The Finance Minister has an uphill task, given the current global economic uncertainty and its impact on India. But bold steps are required as the world watches.

Implementation of GST is key and medicines should attract the lowest rate of GST, given their essential nature.

But the big demand from Budget 2016 is simple: spend more on healthcare and pharmaceuticals. Expand the healthcare budget, incentivise new investments to create medical infrastructure and pharmaceutical manufacturing and ramp up existing public health infrastructure. This will lead to strong, more accessible, affordable and effective healthcare in the country.

Tax anomalies

The Budget should focus on correcting certain tax anomalies in this industry. APIs (Active Pharmaceutical Ingredients) are taxed at 12.5 per cent, though finished medicines attract a 6 per cent excise.

This creates an ‘inverted duty structure’ where the rate of duty on the principle raw material is twice the rate on the finished product, resulting in huge accumulated unutilised Cenvat credit which culminates into higher price of pharma products. The government should reduce the duty on APIs to 6 per cent.

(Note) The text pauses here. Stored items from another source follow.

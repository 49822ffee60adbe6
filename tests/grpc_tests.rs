//! gRPC server construction and per-call logging over a real socket.
#![allow(clippy::unwrap_used, clippy::expect_used)]

mod common;

use servicekit::grpc::{GrpcServerOptions, new_server};
use servicekit::{KitError, Logger};
use tokio_stream::wrappers::TcpListenerStream;
use tonic::Code;
use tonic::transport::Channel;
use tonic_health::ServingStatus;
use tonic_health::pb::health_check_response::ServingStatus as WireStatus;
use tonic_health::pb::HealthCheckRequest;
use tonic_health::pb::health_client::HealthClient;

use common::{Capture, ephemeral_listener, json_logger};

struct Served {
    channel: Channel,
    client: HealthClient<Channel>,
    reporter: tonic_health::server::HealthReporter,
    capture: Capture,
    server: tokio::task::JoinHandle<()>,
}

async fn serve_with_health() -> Served {
    let (log, capture) = json_logger();
    let server = new_server(
        GrpcServerOptions {
            logger: Some(log),
            enable_health: true,
            enable_reflection: true,
            ..Default::default()
        },
        Vec::new(),
    )
    .await
    .unwrap();

    let (router, reporter) = server.into_parts();
    let (listener, addr) = ephemeral_listener().await;
    let server = tokio::spawn(async move {
        router
            .serve_with_incoming(TcpListenerStream::new(listener))
            .await
            .unwrap();
    });

    let channel = Channel::from_shared(format!("http://{addr}"))
        .unwrap()
        .connect()
        .await
        .unwrap();

    Served {
        client: HealthClient::new(channel.clone()),
        channel,
        reporter: reporter.unwrap(),
        capture,
        server,
    }
}

fn check_request(service: &str, request_id: Option<&str>) -> tonic::Request<HealthCheckRequest> {
    let mut req = tonic::Request::new(HealthCheckRequest {
        service: service.to_string(),
    });
    if let Some(id) = request_id {
        req.metadata_mut().insert("x-request-id", id.parse().unwrap());
    }
    req
}

#[tokio::test]
async fn test_new_server_requires_logger() {
    let result = new_server(GrpcServerOptions::default(), Vec::new()).await;

    assert!(matches!(result, Err(KitError::Config(_))));
}

#[tokio::test]
async fn test_nop_logger_is_accepted() {
    let result = new_server(
        GrpcServerOptions {
            logger: Some(Logger::nop()),
            ..Default::default()
        },
        Vec::new(),
    )
    .await;

    assert!(result.is_ok());
}

#[tokio::test]
async fn test_health_serving_and_logged() {
    let mut served = serve_with_health().await;

    let response = served
        .client
        .check(check_request("", Some("abc")))
        .await
        .unwrap();
    assert_eq!(response.into_inner().status, WireStatus::Serving as i32);

    let lines = served.capture.with_message("grpc request");
    assert_eq!(lines.len(), 1);

    let line = &lines[0];
    assert_eq!(line["level"], "INFO");
    assert_eq!(line["grpc_method"], "/grpc.health.v1.Health/Check");
    assert_eq!(line["grpc_code"], "Ok");
    assert_eq!(line["request_id"], "abc");
    assert!(line["peer_ip"].as_str().unwrap().starts_with("127.0.0.1:"));
    assert!(line["duration_ms"].is_number());
    assert_eq!(line["service"], "orders");

    served.server.abort();
}

#[tokio::test]
async fn test_client_error_logged_at_warn() {
    let mut served = serve_with_health().await;

    let status = served
        .client
        .check(check_request("orders.v1.Unknown", None))
        .await
        .unwrap_err();
    assert_eq!(status.code(), Code::NotFound);

    let line = &served.capture.with_message("grpc request")[0];
    assert_eq!(line["level"], "WARN");
    assert_eq!(line["grpc_code"], "NotFound");
    assert_eq!(line["request_id"], "");

    served.server.abort();
}

#[tokio::test]
async fn test_unknown_method_logged_at_error() {
    let served = serve_with_health().await;

    let mut grpc = tonic::client::Grpc::new(served.channel.clone());
    grpc.ready().await.unwrap();
    let path = tonic::codegen::http::uri::PathAndQuery::from_static("/orders.v1.Orders/Get");
    let codec = tonic::codec::ProstCodec::<HealthCheckRequest, HealthCheckRequest>::default();
    let status = grpc
        .unary(check_request("", None), path, codec)
        .await
        .unwrap_err();
    assert_eq!(status.code(), Code::Unimplemented);

    let line = &served.capture.with_message("grpc request")[0];
    assert_eq!(line["level"], "ERROR");
    assert_eq!(line["grpc_code"], "Unimplemented");

    served.server.abort();
}

#[tokio::test]
async fn test_reporter_controls_health_status() {
    let mut served = serve_with_health().await;

    served
        .reporter
        .set_service_status("", ServingStatus::NotServing)
        .await;

    let response = served.client.check(check_request("", None)).await.unwrap();
    assert_eq!(response.into_inner().status, WireStatus::NotServing as i32);

    served.server.abort();
}
//! gRPC helpers for tonic services.
//!
//! ```rust,ignore
//! let server = grpc::new_server(
//!     GrpcServerOptions {
//!         logger: Some(log.clone()),
//!         enable_health: true,
//!         enable_reflection: true,
//!         ..Default::default()
//!     },
//!     Vec::new(),
//! )
//! .await?
//! .add_service(OrdersServer::new(orders));
//!
//! server.serve_with_shutdown(addr, shutdown_signal()).await?;
//! ```

mod logging;
mod server;
mod status;
mod telemetry;

pub use logging::{GrpcLoggingLayer, GrpcLoggingService, level_for_code};
pub use server::{
    GrpcLayers, GrpcRouter, GrpcServer, GrpcServerOptions, ServerOption, new_server,
};
pub use status::StatusBody;
pub use telemetry::{GrpcTelemetryLayer, GrpcTelemetryService};
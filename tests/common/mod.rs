//! Shared fixtures for integration tests.
#![allow(dead_code, clippy::unwrap_used, clippy::expect_used)]

use std::io;
use std::net::SocketAddr;
use std::sync::{Arc, Mutex};

use serde_json::Value;
use servicekit::{LogConfig, LogFormat, Logger};
use tokio::net::TcpListener;

/// In-memory log sink that parses JSON lines back out.
#[derive(Clone, Default)]
pub struct Capture(Arc<Mutex<Vec<u8>>>);

impl io::Write for Capture {
    fn write(&mut self, buf: &[u8]) -> io::Result<usize> {
        self.0.lock().unwrap().extend_from_slice(buf);
        Ok(buf.len())
    }

    fn flush(&mut self) -> io::Result<()> {
        Ok(())
    }
}

impl Capture {
    pub fn lines(&self) -> Vec<Value> {
        let bytes = self.0.lock().unwrap().clone();
        String::from_utf8(bytes)
            .unwrap()
            .lines()
            .map(|l| serde_json::from_str(l).unwrap())
            .collect()
    }

    /// Lines whose message is `message`.
    pub fn with_message(&self, message: &str) -> Vec<Value> {
        self.lines()
            .into_iter()
            .filter(|l| l["message"] == message)
            .collect()
    }
}

/// A JSON logger at `info` for service `orders` writing into a [`Capture`].
pub fn json_logger() -> (Logger, Capture) {
    let capture = Capture::default();
    let writer = capture.clone();
    let config = LogConfig {
        level: "info".to_string(),
        service_name: "orders".to_string(),
        format: LogFormat::Json,
    };
    (Logger::with_writer(&config, move || writer.clone()), capture)
}

/// Bind an ephemeral local port.
pub async fn ephemeral_listener() -> (TcpListener, SocketAddr) {
    let listener = TcpListener::bind("127.0.0.1:0")
        .await
        .expect("Failed to bind to ephemeral port");
    let addr = listener.local_addr().expect("Failed to get local address");
    (listener, addr)
}
//! HTTP helpers for axum services.
//!
//! - [`build_router`] wraps routes with the standard middleware stack
//! - [`RequestLoggerLayer`] emits one structured line per request
//! - [`response`] writes the JSON success and error envelopes

mod real_ip;
mod request_id;
mod request_logger;
pub mod response;
mod router;

pub use real_ip::{ClientIp, RealIpLayer, RealIpService, UNKNOWN_IP, extract_client_ip};
pub use request_id::{REQUEST_ID_HEADER, RequestId, RequestIdExt, RequestIdLayer, RequestIdService};
pub use request_logger::{
    LoggedBody, RequestLoggerLayer, RequestLoggerOptions, RequestLoggerService, level_for_status,
};
pub use response::{
    ErrorDetail, ErrorEnvelope, SuccessEnvelope, bad_request, conflict, forbidden, internal_error,
    no_content, not_found, service_unavailable, unauthorized, unprocessable, write_data,
    write_data_with_meta, write_error, write_json,
};
pub use router::{
    RouterOption, build_router, with_compression, with_cors, with_cors_defaults, with_heartbeat,
    with_middleware, with_request_logger, with_request_logger_options, with_strip_slashes,
    with_timeout,
};
//! Per-call logging for tonic servers.
//!
//! One tower layer covers unary and streaming calls alike: the line is
//! written when the final status is known, which for streams is when the
//! response body ends.
//!
//! ```text
//! {"level":"WARN","message":"grpc request","grpc_method":"/orders.v1.Orders/Get",
//!  "grpc_code":"NotFound","duration_ms":1.8,"request_id":"abc","peer_ip":"10.0.0.7:51234",...}
//! ```

use std::task::{Context, Poll};
use std::time::Instant;

use axum::http::{Request, Response};
use tonic::Code;
use tonic::transport::server::TcpConnectInfo;
use tracing::Level;

use super::status::{StatusBody, StatusHook, watch_status};
use crate::logger::{self, Logger, log_at};
use crate::web::REQUEST_ID_HEADER;

/// Severity of the `grpc request` line for a status code.
pub fn level_for_code(code: Code) -> Level {
    match code {
        Code::Ok => Level::INFO,
        Code::Cancelled
        | Code::DeadlineExceeded
        | Code::InvalidArgument
        | Code::NotFound
        | Code::AlreadyExists
        | Code::PermissionDenied
        | Code::Unauthenticated
        | Code::FailedPrecondition
        | Code::ResourceExhausted
        | Code::Aborted
        | Code::OutOfRange => Level::WARN,
        _ => Level::ERROR,
    }
}

/// Layer that logs one line per gRPC call and attaches a call logger.
#[derive(Clone)]
pub struct GrpcLoggingLayer {
    log: Logger,
}

impl GrpcLoggingLayer {
    pub fn new(log: Logger) -> Self {
        Self { log }
    }
}

impl<S> tower::Layer<S> for GrpcLoggingLayer {
    type Service = GrpcLoggingService<S>;

    fn layer(&self, inner: S) -> Self::Service {
        GrpcLoggingService {
            inner,
            log: self.log.clone(),
        }
    }
}

/// gRPC logging service wrapper.
#[derive(Clone)]
pub struct GrpcLoggingService<S> {
    inner: S,
    log: Logger,
}

/// Inbound `x-request-id` metadata, empty when absent.
fn request_id<B>(req: &Request<B>) -> String {
    req.headers()
        .get(REQUEST_ID_HEADER)
        .and_then(|v| v.to_str().ok())
        .unwrap_or_default()
        .to_string()
}

/// Peer `ip:port`, empty when the transport did not record one.
fn peer_addr<B>(req: &Request<B>) -> String {
    req.extensions()
        .get::<TcpConnectInfo>()
        .and_then(TcpConnectInfo::remote_addr)
        .map(|addr| addr.to_string())
        .unwrap_or_default()
}

impl<S, ReqBody, ResBody> tower::Service<Request<ReqBody>> for GrpcLoggingService<S>
where
    S: tower::Service<Request<ReqBody>, Response = Response<ResBody>> + Clone + Send + 'static,
    S::Future: Send + 'static,
    ReqBody: Send + 'static,
{
    type Response = Response<StatusBody<ResBody>>;
    type Error = S::Error;
    type Future = std::pin::Pin<
        Box<dyn std::future::Future<Output = Result<Self::Response, Self::Error>> + Send>,
    >;

    fn poll_ready(&mut self, cx: &mut Context<'_>) -> Poll<Result<(), Self::Error>> {
        self.inner.poll_ready(cx)
    }

    fn call(&mut self, mut req: Request<ReqBody>) -> Self::Future {
        let start = Instant::now();
        let method = req.uri().path().to_string();
        let request_id = request_id(&req);
        let peer_ip = peer_addr(&req);

        let call_log = self.log.child(|| {
            tracing::error_span!(
                "grpc_call",
                request_id = %request_id,
                grpc_method = %method,
            )
        });
        logger::attach(req.extensions_mut(), call_log);

        let log = self.log.clone();
        let hook = StatusHook::new(move |code| {
            let duration_ms = start.elapsed().as_secs_f64() * 1000.0;
            log.in_scope(|| {
                log_at!(
                    level_for_code(code),
                    grpc_method = %method,
                    grpc_code = ?code,
                    duration_ms,
                    request_id = %request_id,
                    peer_ip = %peer_ip,
                    "grpc request"
                )
            });
        });

        let mut inner = self.inner.clone();

        Box::pin(async move {
            match inner.call(req).await {
                Ok(response) => Ok(watch_status(response, hook)),
                Err(e) => {
                    let mut hook = hook;
                    hook.fire(Code::Unknown);
                    Err(e)
                }
            }
        })
    }
}
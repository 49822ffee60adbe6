use thiserror::Error;

/// Errors returned by the service kit factories and builders.
///
/// Setup failures are split by stage so callers can tell a bad connection
/// string apart from an unreachable server:
///
/// - `PostgresConfig` - the URL could not be parsed
/// - `PostgresPool` - the pool could not establish its first connection
/// - `PostgresPing` - the pool came up but the health query failed
#[derive(Error, Debug)]
pub enum KitError {
    #[error("configuration error: {0}")]
    Config(String),

    #[error("parsing postgres config: {0}")]
    PostgresConfig(#[source] sqlx::Error),

    #[error("creating postgres pool: {0}")]
    PostgresPool(#[source] sqlx::Error),

    #[error("pinging postgres: {0}")]
    PostgresPing(#[source] sqlx::Error),

    #[error("connecting to NATS: {0}")]
    Nats(#[from] async_nats::ConnectError),

    #[error("installing global logger: {0}")]
    Logger(#[from] tracing::dispatcher::SetGlobalDefaultError),
}

/// Convenience type alias for Results with KitError.
pub type KitResult<T> = Result<T, KitError>;
//! Process lifecycle helpers.

use tokio::signal;
use tokio::sync::watch;
use tracing::{error, warn};

/// Wait for a shutdown signal (Ctrl+C or SIGTERM).
///
/// A handler that cannot be installed is logged and never fires; the other
/// signal still works.
pub async fn shutdown_signal() {
    let ctrl_c = async {
        if let Err(e) = signal::ctrl_c().await {
            error!("Failed to install Ctrl+C handler: {e}");
            std::future::pending::<()>().await;
        }
    };

    #[cfg(unix)]
    let terminate = async {
        match signal::unix::signal(signal::unix::SignalKind::terminate()) {
            Ok(mut signal) => {
                signal.recv().await;
            }
            Err(e) => {
                error!("Failed to install SIGTERM handler: {e}");
                std::future::pending::<()>().await;
            }
        }
    };

    #[cfg(not(unix))]
    let terminate = std::future::pending::<()>();

    tokio::select! {
        _ = ctrl_c => {
            warn!("Received Ctrl+C, initiating graceful shutdown...");
        }
        _ = terminate => {
            warn!("Received SIGTERM, initiating graceful shutdown...");
        }
    }
}

/// A shutdown notice that any number of servers can wait on.
#[derive(Clone)]
pub struct Shutdown(watch::Receiver<bool>);

impl Shutdown {
    /// A notice fired by sending `true` on the returned sender.
    ///
    /// Dropping the sender also fires it.
    pub fn channel() -> (watch::Sender<bool>, Self) {
        let (tx, rx) = watch::channel(false);
        (tx, Self(rx))
    }

    /// A notice fired by [`shutdown_signal`]. Must be called inside a runtime.
    pub fn on_signal() -> Self {
        let (tx, shutdown) = Self::channel();
        tokio::spawn(async move {
            shutdown_signal().await;
            let _ = tx.send(true);
        });
        shutdown
    }

    /// Resolve once shutdown has been requested.
    pub async fn wait(mut self) {
        // Err means the sender is gone, which also ends the wait.
        let _ = self.0.wait_for(|stop| *stop).await;
    }
}

#[cfg(test)]
#[allow(clippy::unwrap_used, clippy::expect_used)]
mod tests {
    use std::time::Duration;

    use super::*;

    #[tokio::test]
    async fn test_all_waiters_released_on_send() {
        let (tx, shutdown) = Shutdown::channel();
        let first = tokio::spawn(shutdown.clone().wait());
        let second = tokio::spawn(shutdown.wait());

        tx.send(true).unwrap();

        tokio::time::timeout(Duration::from_secs(1), async {
            first.await.unwrap();
            second.await.unwrap();
        })
        .await
        .unwrap();
    }

    #[tokio::test]
    async fn test_dropped_sender_releases_waiters() {
        let (tx, shutdown) = Shutdown::channel();
        drop(tx);

        tokio::time::timeout(Duration::from_secs(1), shutdown.wait())
            .await
            .unwrap();
    }

    #[tokio::test]
    async fn test_wait_blocks_until_requested() {
        let (_tx, shutdown) = Shutdown::channel();

        let waited = tokio::time::timeout(Duration::from_millis(50), shutdown.wait()).await;
        assert!(waited.is_err());
    }
}
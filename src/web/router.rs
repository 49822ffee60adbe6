//! Router construction with the standard middleware stack.
//!
//! # Middleware Stack (outermost first)
//!
//! ```text
//! Request
//!    │
//!    ▼
//! ┌──────────────────┐
//! │   Request ID     │ ← X-Request-Id in and out, RequestId extension
//! └────────┬─────────┘
//!          ▼
//! ┌──────────────────┐
//! │    Real IP       │ ← ClientIp extension
//! └────────┬─────────┘
//!          ▼
//! ┌──────────────────┐
//! │ Panic Recovery   │ ← 500 internal_error envelope
//! └────────┬─────────┘
//!          ▼
//! ┌──────────────────┐
//! │ Options, in the  │ ← timeout, CORS, compression, heartbeat, slashes, custom
//! │ order given      │
//! └────────┬─────────┘
//!          ▼
//!       Handler
//! ```
//!
//! Layers in axum wrap the routes that exist when they are applied, so
//! [`build_router`] takes the routes up front. Routes merged into the
//! returned router afterwards bypass the stack.

use std::any::Any;
use std::convert::Infallible;
use std::sync::Arc;
use std::time::Duration;

use axum::Router;
use axum::extract::{Request, State};
use axum::http::{HeaderName, HeaderValue, Method, StatusCode, header};
use axum::middleware::{self, Next};
use axum::response::{IntoResponse, Response};
use axum::routing::Route;
use tower::{Layer, Service};
use tower_http::CompressionLevel;
use tower_http::catch_panic::CatchPanicLayer;
use tower_http::compression::CompressionLayer;
use tower_http::cors::{AllowOrigin, CorsLayer};
use tower_http::normalize_path::NormalizePathLayer;
use tower_http::timeout::TimeoutLayer;
use tracing::error;

use super::real_ip::RealIpLayer;
use super::request_id::{RequestId, RequestIdLayer};
use super::request_logger::{RequestLoggerLayer, RequestLoggerOptions};
use super::response::internal_error;
use crate::logger::Logger;

/// CORS preflight cache lifetime.
const CORS_MAX_AGE: Duration = Duration::from_secs(300);

/// A deferred change to the router under construction.
///
/// Options are applied once, in order, by [`build_router`].
pub struct RouterOption(Box<dyn FnOnce(Router) -> Router + Send>);

impl RouterOption {
    /// Wrap an arbitrary router transformation.
    pub fn new(apply: impl FnOnce(Router) -> Router + Send + 'static) -> Self {
        Self(Box::new(apply))
    }

    fn apply(self, router: Router) -> Router {
        (self.0)(router)
    }
}

/// Wrap `routes` with request ID, real IP and panic recovery, then `options`.
///
/// Earlier options wrap later ones, so an option listed first sees the
/// request before the options after it.
pub fn build_router(routes: Router, options: impl IntoIterator<Item = RouterOption>) -> Router {
    let options: Vec<RouterOption> = options.into_iter().collect();

    // `Router::layer` makes the newest layer the outermost, so apply innermost first.
    let router = options
        .into_iter()
        .rev()
        .fold(routes, |router, option| option.apply(router));

    router
        .layer(CatchPanicLayer::custom(panic_response))
        .layer(RealIpLayer::new())
        .layer(RequestIdLayer::new())
}

/// Abort requests that run longer than `timeout` with 504 Gateway Timeout.
pub fn with_timeout(timeout: Duration) -> RouterOption {
    RouterOption::new(move |router| {
        router.layer(TimeoutLayer::with_status_code(
            StatusCode::GATEWAY_TIMEOUT,
            timeout,
        ))
    })
}

/// CORS with credentials allowed and a 5 minute preflight cache.
///
/// An origin of `"*"` allows any origin by mirroring the request's `Origin`,
/// since a literal wildcard cannot be combined with credentials.
pub fn with_cors<O, M, H>(origins: O, methods: M, headers: H) -> RouterOption
where
    O: IntoIterator,
    O::Item: AsRef<str>,
    M: IntoIterator,
    M::Item: AsRef<str>,
    H: IntoIterator,
    H::Item: AsRef<str>,
{
    let origins: Vec<String> = origins.into_iter().map(|o| o.as_ref().to_string()).collect();
    let methods: Vec<String> = methods.into_iter().map(|m| m.as_ref().to_string()).collect();
    let headers: Vec<String> = headers.into_iter().map(|h| h.as_ref().to_string()).collect();

    let cors = build_cors_layer(&origins, &methods, &headers);
    RouterOption::new(move |router| router.layer(cors))
}

/// Permissive CORS: any origin, the common methods and headers.
pub fn with_cors_defaults() -> RouterOption {
    with_cors(
        ["*"],
        ["GET", "POST", "PUT", "PATCH", "DELETE", "OPTIONS"],
        ["Accept", "Authorization", "Content-Type", "X-Request-ID"],
    )
}

/// Compress response bodies (gzip, br, deflate, zstd) at the given quality level.
pub fn with_compression(level: i32) -> RouterOption {
    RouterOption::new(move |router| {
        router.layer(CompressionLayer::new().quality(CompressionLevel::Precise(level)))
    })
}

/// Answer `GET`/`HEAD` on `path` with `200 "."` before routing.
///
/// Load balancers can probe this without hitting any handler.
pub fn with_heartbeat(path: impl Into<String>) -> RouterOption {
    let path: Arc<str> = Arc::from(path.into());
    RouterOption::new(move |router| {
        router.layer(middleware::from_fn_with_state(path, heartbeat))
    })
}

/// Drop trailing slashes before routing, so `/orders/1/` reaches `/orders/1`.
///
/// Options listed before this one see the path as it was sent.
pub fn with_strip_slashes() -> RouterOption {
    RouterOption::new(|router| {
        Router::new().fallback_service(NormalizePathLayer::trim_trailing_slash().layer(router))
    })
}

/// Log every request through `log`.
pub fn with_request_logger(log: Logger) -> RouterOption {
    with_middleware(RequestLoggerLayer::new(log))
}

/// Log requests through `log`, skipping the paths in `options`.
pub fn with_request_logger_options(log: Logger, options: RequestLoggerOptions) -> RouterOption {
    with_middleware(RequestLoggerLayer::with_options(log, options))
}

/// Add any tower layer to the stack.
pub fn with_middleware<L>(layer: L) -> RouterOption
where
    L: Layer<Route> + Clone + Send + Sync + 'static,
    L::Service: Service<Request> + Clone + Send + Sync + 'static,
    <L::Service as Service<Request>>::Response: IntoResponse + 'static,
    <L::Service as Service<Request>>::Error: Into<Infallible> + 'static,
    <L::Service as Service<Request>>::Future: Send + 'static,
{
    RouterOption::new(move |router| router.layer(layer))
}

async fn heartbeat(State(path): State<Arc<str>>, req: Request, next: Next) -> Response {
    let is_probe = req.method() == Method::GET || req.method() == Method::HEAD;
    if is_probe && req.uri().path().eq_ignore_ascii_case(&path) {
        return (
            StatusCode::OK,
            [(header::CONTENT_TYPE, HeaderValue::from_static("text/plain"))],
            ".",
        )
            .into_response();
    }

    next.run(req).await
}

fn panic_response(panic: Box<dyn Any + Send + 'static>) -> Response {
    let detail = if let Some(s) = panic.downcast_ref::<String>() {
        s.as_str()
    } else if let Some(s) = panic.downcast_ref::<&str>() {
        s
    } else {
        "unknown panic"
    };
    error!(panic = %detail, "Handler panicked");

    internal_error(&RequestId::default(), "internal server error")
}

/// Build the CORS layer from string lists. Unparseable entries are dropped.
fn build_cors_layer(origins: &[String], methods: &[String], headers: &[String]) -> CorsLayer {
    let allow_origin = if origins.iter().any(|o| o == "*") {
        AllowOrigin::mirror_request()
    } else {
        AllowOrigin::list(origins.iter().filter_map(|o| HeaderValue::from_str(o).ok()))
    };

    let methods: Vec<Method> = methods
        .iter()
        .filter_map(|m| Method::from_bytes(m.as_bytes()).ok())
        .collect();
    let headers: Vec<HeaderName> = headers
        .iter()
        .filter_map(|h| HeaderName::from_bytes(h.as_bytes()).ok())
        .collect();

    CorsLayer::new()
        .allow_origin(allow_origin)
        .allow_methods(methods)
        .allow_headers(headers)
        .allow_credentials(true)
        .max_age(CORS_MAX_AGE)
}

Weighted deduction under Sec 35(2AB) of the Income-Tax Act should be allowed on: analytical and clinical drug trial expenses incurred outside in-house research and development (R&D) centres in and outside India; consultancy fees, salaries, etc. related to R&D; filing fees for patent applications outside India, and patent litigation expenditure incurred within and outside India.

There should be provisions for free transfer of credit for manufacturing units across States. This would facilitate manufacturing facilities to be set up based on business requirements than tax considerations. Medicines on the Essential List should be exempt from GST to ensure that taxes and duties paid on input and services linked to making these medicines do not impact their price. Supplies of goods and services to recognised R&D facilities should be zero-rated under GST to encourage innovation and growth. This would resonate with the government's vision to make India an innovation hub.